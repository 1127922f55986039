//! Tag-driven field redaction: reveal different faces of the same structure.
//!
//! A struct is declared once, with each field optionally tagged with the faces it
//! belongs to. Revealing a face walks the value in place and resets every tagged
//! field whose tags do not intersect the face:
//!
//! ```
//! use faces::{Faces, Revealable};
//!
//! #[derive(Faces)]
//! pub struct Account {
//!     pub id: u64,
//!     #[faces("private,admin")]
//!     pub email: String,
//!     #[faces("admin")]
//!     pub notes: Vec<String>,
//! }
//!
//! let mut account = Account {
//!     id: 7,
//!     email: "ada@example.com".into(),
//!     notes: vec!["vip".into()],
//! };
//! account.reveal(["private"]);
//!
//! assert_eq!(account.id, 7);
//! assert_eq!(account.email, "ada@example.com");
//! assert!(account.notes.is_empty());
//! ```
//!
//! Key rules:
//! - Untagged fields are never reset.
//! - A tagged field is kept when any of its tags is in the face, and reset to
//!   `Default::default()` otherwise.
//! - Nested `Faces` types, sequences, and map values are walked whatever the
//!   outcome for the field holding them.
//! - Private fields are never touched.
//! - Revealing an empty face is a no-op.
//!
//! What this crate does:
//! - defines the [`Reveal`] traversal trait and impls for std containers
//! - defines [`Face`] and the [`TagMatcher`] seam
//! - provides integrations behind feature flags (e.g. `slog`)
//!
//! What it does not do:
//! - serialize your types or pick a face for you
//! - perform I/O

// <https://doc.rust-lang.org/rustc/lints/listing/allowed-by-default.html>
#![warn(
    anonymous_parameters,
    bare_trait_objects,
    elided_lifetimes_in_paths,
    missing_copy_implementations,
    rust_2018_idioms,
    trivial_casts,
    trivial_numeric_casts,
    unreachable_pub,
    unsafe_code,
    unused_extern_crates,
    unused_import_braces
)]
// <https://rust-lang.github.io/rust-clippy/stable>
#![warn(
    clippy::all,
    clippy::cargo,
    clippy::dbg_macro,
    clippy::float_cmp_const,
    clippy::get_unwrap,
    clippy::mem_forget,
    clippy::nursery,
    clippy::pedantic,
    clippy::todo,
    clippy::unwrap_used,
    clippy::uninlined_format_args
)]
// Allow some clippy lints
#![allow(
    clippy::doc_markdown,
    clippy::module_name_repetitions,
    clippy::multiple_crate_versions,
    clippy::must_use_candidate,
    clippy::cargo_common_metadata,
    clippy::missing_errors_doc,
    clippy::missing_const_for_fn,
    clippy::redundant_pub_crate,
    clippy::return_self_not_must_use
)]
// Allow some lints while testing
#![cfg_attr(test, allow(clippy::non_ascii_literal, clippy::unwrap_used))]

pub use faces_derive::Faces;

#[allow(unused_extern_crates)]
extern crate self as faces;

// Module declarations
mod face;
mod reveal;
#[cfg(feature = "slog")]
pub mod slog;

// Re-exports
pub use face::{Face, TagMatcher};
pub use reveal::{reveal, reveal_face, Reveal, Revealable, Shape};

/// Items used by code generated from `#[derive(Faces)]`. Not part of the public API.
#[doc(hidden)]
pub mod __private {
    pub use crate::reveal::{reset_unless_visible, walk};
}
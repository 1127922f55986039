//! Container-level attribute parsing for `#[derive(Faces)]`.
//!
//! This module handles attributes on the struct/enum itself, not on fields.

use syn::{Attribute, LitStr, Meta, Result};

/// Options parsed from container-level `#[faces(...)]` attributes.
#[derive(Clone, Debug, Default)]
pub(crate) struct ContainerOptions {
    /// Overrides the path used to reach the `faces` runtime crate.
    pub(crate) crate_path: Option<syn::Path>,
}

/// Parses container-level `#[faces(...)]` attributes.
pub(crate) fn parse_container_options(attrs: &[Attribute]) -> Result<ContainerOptions> {
    let mut options = ContainerOptions::default();

    for attr in attrs {
        if !attr.path().is_ident("faces") {
            continue;
        }

        match &attr.meta {
            Meta::Path(path) => {
                return Err(syn::Error::new_spanned(
                    path,
                    "container-level #[faces] expects options, e.g. #[faces(crate = \"...\")]",
                ));
            }
            Meta::List(list) => {
                list.parse_nested_meta(|meta| {
                    if meta.path.is_ident("crate") {
                        if options.crate_path.is_some() {
                            return Err(meta.error("duplicate `crate` option"));
                        }
                        let lit: LitStr = meta.value()?.parse()?;
                        options.crate_path = Some(lit.parse()?);
                        Ok(())
                    } else {
                        Err(meta.error(format!(
                            "unknown container option `{}`; expected `crate`",
                            meta.path
                                .get_ident()
                                .map_or_else(|| "?".to_string(), ToString::to_string)
                        )))
                    }
                })?;
            }
            Meta::NameValue(nv) => {
                return Err(syn::Error::new_spanned(
                    nv,
                    "name-value syntax is not supported for container-level #[faces]",
                ));
            }
        }
    }

    Ok(options)
}

#[cfg(test)]
mod tests {
    use quote::quote;
    use syn::DeriveInput;

    use super::*;

    fn parse_attrs(tokens: proc_macro2::TokenStream) -> Vec<Attribute> {
        let input: DeriveInput = syn::parse2(quote! {
            #tokens
            struct Dummy;
        })
        .expect("should parse as DeriveInput");
        input.attrs
    }

    #[test]
    fn no_attribute_returns_defaults() {
        let attrs = parse_attrs(quote! {});
        let options = parse_container_options(&attrs).unwrap();
        assert!(options.crate_path.is_none());
    }

    #[test]
    fn crate_path_is_parsed() {
        let attrs = parse_attrs(quote! { #[faces(crate = "my_api::faces")] });
        let options = parse_container_options(&attrs).unwrap();
        let path = options.crate_path.unwrap();
        assert_eq!(path.segments.len(), 2);
        assert_eq!(path.segments[1].ident, "faces");
    }

    #[test]
    fn invalid_crate_path_errors() {
        let attrs = parse_attrs(quote! { #[faces(crate = "not a path")] });
        assert!(parse_container_options(&attrs).is_err());
    }

    #[test]
    fn unknown_option_errors() {
        let attrs = parse_attrs(quote! { #[faces(unknown_option)] });
        let result = parse_container_options(&attrs);
        assert!(result.is_err());
        assert!(result
            .unwrap_err()
            .to_string()
            .contains("unknown container option"));
    }

    #[test]
    fn bare_faces_on_container_errors() {
        let attrs = parse_attrs(quote! { #[faces] });
        assert!(parse_container_options(&attrs).is_err());
    }
}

▸ **Work instructions**
Write out the entire listing so that each line matches the original exactly.

▸ **Task output**
repository 1127922f55986039
//! Tag-driven field redaction: reveal different faces of the same structure.
//!
//! A struct is declared once, with each field optionally tagged with the faces it
//! belongs to. Revealing a face walks the value in place and resets every tagged
//! field whose tags do not intersect the face:
//!
//! ```
//! use faces::{Faces, Revealable};
//!
//! #[derive(Faces)]
//! pub struct Account {
//!     pub id: u64,
//!     #[faces("private,admin")]
//!     pub email: String,
//!     #[faces("admin")]
//!     pub notes: Vec<String>,
//! }
//!
//! let mut account = Account {
//!     id: 7,
//!     email: "ada@example.com".into(),
//!     notes: vec!["vip".into()],
//! };
//! account.reveal(["private"]);
//!
//! assert_eq!(account.id, 7);
//! assert_eq!(account.email, "ada@example.com");
//! assert!(account.notes.is_empty());
//! ```
//!
//! Key rules:
//! - Untagged fields are never reset.
//! - A tagged field is kept when any of its tags is in the face, and reset to
//!   `Default::default()` otherwise.
//! - Nested `Faces` types, sequences, and map values are walked whatever the
//!   outcome for the field holding them.
//! - Private fields are never touched.
//! - Revealing an empty face is a no-op.
//!
//! What this crate does:
//! - defines the [`Reveal`] traversal trait and impls for std containers
//! - defines [`Face`] and the [`TagMatcher`] seam
//! - provides integrations behind feature flags (e.g. `slog`)
//!
//! What it does not do:
//! - serialize your types or pick a face for you
//! - perform I/O

// <https://doc.rust-lang.org/rustc/lints/listing/allowed-by-default.html>
#![warn(
    anonymous_parameters,
    bare_trait_objects,
    elided_lifetimes_in_paths,
    missing_copy_implementations,
    rust_2018_idioms,
    trivial_casts,
    trivial_numeric_casts,
    unreachable_pub,
    unsafe_code,
    unused_extern_crates,
    unused_import_braces
)]
// <https://rust-lang.github.io/rust-clippy/stable>
#![warn(
    clippy::all,
    clippy::cargo,
    clippy::dbg_macro,
    clippy::float_cmp_const,
    clippy::get_unwrap,
    clippy::mem_forget,
    clippy::nursery,
    clippy::pedantic,
    clippy::todo,
    clippy::unwrap_used,
    clippy::uninlined_format_args
)]
// Allow some clippy lints
#![allow(
    clippy::doc_markdown,
    clippy::module_name_repetitions,
    clippy::multiple_crate_versions,
    clippy::must_use_candidate,
    clippy::cargo_common_metadata,
    clippy::missing_errors_doc,
    clippy::missing_const_for_fn,
    clippy::redundant_pub_crate,
    clippy::return_self_not_must_use
)]
// Allow some lints while testing
#![cfg_attr(test, allow(clippy::non_ascii_literal, clippy::unwrap_used))]

pub use faces_derive::Faces;

#[allow(unused_extern_crates)]
extern crate self as faces;

// Module declarations
mod face;
mod reveal;
#[cfg(feature = "slog")]
pub mod slog;

// Re-exports
pub use face::{Face, TagMatcher};
pub use reveal::{reveal, reveal_face, Reveal, Revealable, Shape};

/// Items used by code generated from `#[derive(Faces)]`. Not part of the public API.
#[doc(hidden)]
pub mod __private {
    pub use crate::reveal::{reset_unless_visible, walk};
}
repository 1127922f55986039
//! Container-level attribute parsing for `#[derive(Faces)]`.
//!
//! This module handles attributes on the struct/enum itself, not on fields.

use syn::{Attribute, LitStr, Meta, Result};

/// Options parsed from container-level `#[faces(...)]` attributes.
#[derive(Clone, Debug, Default)]
pub(crate) struct ContainerOptions {
    /// Overrides the path used to reach the `faces` runtime crate.
    pub(crate) crate_path: Option<syn::Path>,
}

/// Parses container-level `#[faces(...)]` attributes.
pub(crate) fn parse_container_options(attrs: &[Attribute]) -> Result<ContainerOptions> {
    let mut options = ContainerOptions::default();

    for attr in attrs {
        if !attr.path().is_ident("faces") {
            continue;
        }

        match &attr.meta {
            Meta::Path(path) => {
                return Err(syn::Error::new_spanned(
                    path,
                    "container-level #[faces] expects options, e.g. #[faces(crate = \"...\")]",
                ));
            }
            Meta::List(list) => {
                list.parse_nested_meta(|meta| {
                    if meta.path.is_ident("crate") {
                        if options.crate_path.is_some() {
                            return Err(meta.error("duplicate `crate` option"));
                        }
                        let lit: LitStr = meta.value()?.parse()?;
                        options.crate_path = Some(lit.parse()?);
                        Ok(())
                    } else {
                        Err(meta.error(format!(
                            "unknown container option `{}`; expected `crate`",
                            meta.path
                                .get_ident()
                                .map_or_else(|| "?".to_string(), ToString::to_string)
                        )))
                    }
                })?;
            }
            Meta::NameValue(nv) => {
                return Err(syn::Error::new_spanned(
                    nv,
                    "name-value syntax is not supported for container-level #[faces]",
                ));
            }
        }
    }

    Ok(options)
}

#[cfg(test)]
mod tests {
    use quote::quote;
    use syn::DeriveInput;

    use super::*;

    fn parse_attrs(tokens: proc_macro2::TokenStream) -> Vec<Attribute> {
        let input: DeriveInput = syn::parse2(quote! {
            #tokens
            struct Dummy;
        })
        .expect("should parse as DeriveInput");
        input.attrs
    }

    #[test]
    fn no_attribute_returns_defaults() {
        let attrs = parse_attrs(quote! {});
        let options = parse_container_options(&attrs).unwrap();
        assert!(options.crate_path.is_none());
    }

    #[test]
    fn crate_path_is_parsed() {
        let attrs = parse_attrs(quote! { #[faces(crate = "my_api::faces")] });
        let options = parse_container_options(&attrs).unwrap();
        let path = options.crate_path.unwrap();
        assert_eq!(path.segments.len(), 2);
        assert_eq!(path.segments[1].ident, "faces");
    }

    #[test]
    fn invalid_crate_path_errors() {
        let attrs = parse_attrs(quote! { #[faces(crate = "not a path")] });
        assert!(parse_container_options(&attrs).is_err());
    }

    #[test]
    fn unknown_option_errors() {
        let attrs = parse_attrs(quote! { #[faces(unknown_option)] });
        let result = parse_container_options(&attrs);
        assert!(result.is_err());
        assert!(result
            .unwrap_err()
            .to_string()
            .contains("unknown container option"));
    }

    #[test]
    fn bare_faces_on_container_errors() {
        let attrs = parse_attrs(quote! { #[faces] });
        assert!(parse_container_options(&attrs).is_err());
    }
}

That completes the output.